Fozzie fans the prints out across the tumbling flamingoes of her duvet.

They’re getting out of order.

Her fingers are on the print surface, leaving smudgy marks.

Red doesn’t even need to be here for me to hear her voice: lighten up, Blue, who cares about a few fingerprints?

But I forget all that anyway once I see the pictures.

“Whoa,” breathes Fozzie, as if we’ve discovered a new colour.

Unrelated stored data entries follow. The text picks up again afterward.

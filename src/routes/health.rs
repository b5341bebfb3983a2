//! Lightweight service health endpoint used for readiness checks and tests.

use rocket::get;
use rocket::serde::json::Json;
use rocket_okapi::okapi::schemars::JsonSchema;
use rocket_okapi::openapi;
use serde::{Deserialize, Serialize};

/// Basic response payload describing API health.
#[derive(Debug, Serialize, Deserialize, JsonSchema)]
pub struct HealthResponse {
    /// Static status string reporting application readiness.
    pub status: String,
}

/// Health check endpoint returning a trivial JSON payload.
#[openapi(tag = "Health")]
#[get("/health")]
pub fn health_check() -> Json<HealthResponse> {
    Json(HealthResponse {
        status: "ok".to_string(),
    })
}
use chrono::{Duration, Utc};
use jsonwebtoken::errors::ErrorKind;
use jsonwebtoken::{Algorithm, DecodingKey, EncodingKey, Header, Validation, decode, encode};
use serde::{Deserialize, Serialize};
use uuid::Uuid;

use crate::auth::{AuthConfig, AuthResult};

/// Discriminator between the two kinds of session tokens. The expected kind
/// is passed to the verifier as a plain value; there is no type hierarchy.
#[derive(Debug, Clone, Copy, PartialEq, Eq)]
pub enum TokenKind {
    Access,
    Refresh,
}

/// User data embedded inside a session token. Refresh tokens carry no role.
#[derive(Debug, Clone, Serialize, Deserialize)]
pub struct UserClaims {
    pub email: String,
    pub user_uid: Uuid,
    #[serde(default, skip_serializing_if = "Option::is_none")]
    pub role: Option<String>,
}

/// Full claim set of a signed session token.
#[derive(Debug, Clone, Serialize, Deserialize)]
pub struct TokenClaims {
    pub user: UserClaims,
    pub exp: i64,
    /// Unique token identifier, used as the revocation key.
    pub jti: String,
    pub refresh: bool,
}

impl TokenClaims {
    pub fn kind(&self) -> TokenKind {
        if self.refresh {
            TokenKind::Refresh
        } else {
            TokenKind::Access
        }
    }
}

/// Signs and verifies self-contained session tokens.
pub struct TokenService {
    encoding_key: EncodingKey,
    decoding_key: DecodingKey,
    validation: Validation,
    default_ttl: Duration,
}

impl TokenService {
    pub fn from_config(config: &AuthConfig) -> Self {
        let secret = config.jwt_secret.as_bytes();
        let mut validation = Validation::new(Algorithm::HS256);
        validation.leeway = 30;

        Self {
            encoding_key: EncodingKey::from_secret(secret),
            decoding_key: DecodingKey::from_secret(secret),
            validation,
            default_ttl: config.access_token_ttl(),
        }
    }

    /// Mint a signed token carrying `user`, a fresh jti and an absolute
    /// expiry of now plus `ttl` (the configured access TTL when `None`).
    pub fn issue(
        &self,
        user: UserClaims,
        ttl: Option<Duration>,
        kind: TokenKind,
    ) -> AuthResult<String> {
        let expires_at = Utc::now() + ttl.unwrap_or(self.default_ttl);
        let claims = TokenClaims {
            user,
            exp: expires_at.timestamp(),
            jti: Uuid::new_v4().to_string(),
            refresh: matches!(kind, TokenKind::Refresh),
        };

        Ok(encode(
            &Header::new(Algorithm::HS256),
            &claims,
            &self.encoding_key,
        )?)
    }

    /// Verify signature, algorithm and expiry. Every failure mode collapses
    /// to `None`; the cause is logged here and never surfaced to callers.
    pub fn decode(&self, token: &str) -> Option<TokenClaims> {
        match decode::<TokenClaims>(token, &self.decoding_key, &self.validation) {
            Ok(data) => Some(data.claims),
            Err(err) => {
                match err.kind() {
                    ErrorKind::ExpiredSignature => {
                        log::warn!("session token has expired");
                    }
                    ErrorKind::InvalidToken
                    | ErrorKind::InvalidSignature
                    | ErrorKind::InvalidAlgorithm
                    | ErrorKind::Base64(_)
                    | ErrorKind::Json(_)
                    | ErrorKind::Utf8(_) => {
                        log::warn!("session token is invalid or malformed: {}", err);
                    }
                    _ => {
                        log::error!("unexpected token verification error: {}", err);
                    }
                }
                None
            }
        }
    }
}

#[cfg(test)]
mod tests {
    use super::*;
    use crate::auth::AuthConfig;

    fn test_config() -> AuthConfig {
        AuthConfig {
            jwt_secret: "unit-test-signing-secret".into(),
            access_token_ttl_secs: 3600,
            refresh_token_ttl_days: 2,
            action_token_salt: "email-actions".into(),
            action_token_max_age_secs: 86400,
            redis_url: "redis://127.0.0.1:6379".into(),
            blocklist_ttl_secs: 3600,
            public_base_url: "http://localhost:8000".into(),
        }
    }

    fn sample_user() -> UserClaims {
        UserClaims {
            email: "reader@example.com".into(),
            user_uid: Uuid::new_v4(),
            role: Some("user".into()),
        }
    }

    #[test]
    fn issues_and_decodes_access_tokens() {
        let service = TokenService::from_config(&test_config());
        let user = sample_user();

        let token = service
            .issue(user.clone(), None, TokenKind::Access)
            .expect("issue token");
        let claims = service.decode(&token).expect("decode token");

        assert!(!claims.refresh);
        assert_eq!(claims.kind(), TokenKind::Access);
        assert_eq!(claims.user.email, user.email);
        assert_eq!(claims.user.user_uid, user.user_uid);
        assert_eq!(claims.user.role.as_deref(), Some("user"));
        assert!(claims.exp > Utc::now().timestamp());
    }

    #[test]
    fn refresh_tokens_carry_the_refresh_flag() {
        let service = TokenService::from_config(&test_config());

        let token = service
            .issue(sample_user(), Some(Duration::days(2)), TokenKind::Refresh)
            .expect("issue token");
        let claims = service.decode(&token).expect("decode token");

        assert!(claims.refresh);
        assert_eq!(claims.kind(), TokenKind::Refresh);
    }

    #[test]
    fn every_token_gets_a_unique_jti() {
        let service = TokenService::from_config(&test_config());

        let first = service
            .issue(sample_user(), None, TokenKind::Access)
            .expect("issue token");
        let second = service
            .issue(sample_user(), None, TokenKind::Access)
            .expect("issue token");

        let first = service.decode(&first).expect("decode token");
        let second = service.decode(&second).expect("decode token");
        assert_ne!(first.jti, second.jti);
    }

    #[test]
    fn expired_tokens_decode_to_none() {
        let service = TokenService::from_config(&test_config());

        // Past the 30s validation leeway.
        let token = service
            .issue(sample_user(), Some(Duration::seconds(-120)), TokenKind::Access)
            .expect("issue token");

        assert!(service.decode(&token).is_none());
    }

    #[test]
    fn tampered_tokens_decode_to_none() {
        let service = TokenService::from_config(&test_config());

        let token = service
            .issue(sample_user(), None, TokenKind::Access)
            .expect("issue token");
        let mut tampered = token.clone();
        tampered.pop();

        assert!(service.decode(&tampered).is_none());
        assert!(service.decode("not-a-token").is_none());
    }
}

Mulvey Island beach: spray and sparkle off the water as Fozzie leaps, arms up like wings. Mags, squinting at the camera, sitting on a pair of sand-buried legs. Tiger, pale like a marble statue as she gazes adoringly at Catrin, just out of frame. Merlin, sulking on a London bus. Joanie and the Whales, underlit and hazy, before a pulsing crowd. Mum holding one drumstick to point at her Peanut-belly, like an arrow. Dad’s bum.

Me, in silhouette, a black shadow perfectly framed by the bright white light of the sun.

It’s the picture Merlin took on the island. Low angle so my legs are a mile long, crisp edges on the tufty grass, a blurry halo round the shape of my body, a corona round the top hat on my head, focus melting under the contrast. The chance composition is textbook. I could wait my whole life to take a picture that good.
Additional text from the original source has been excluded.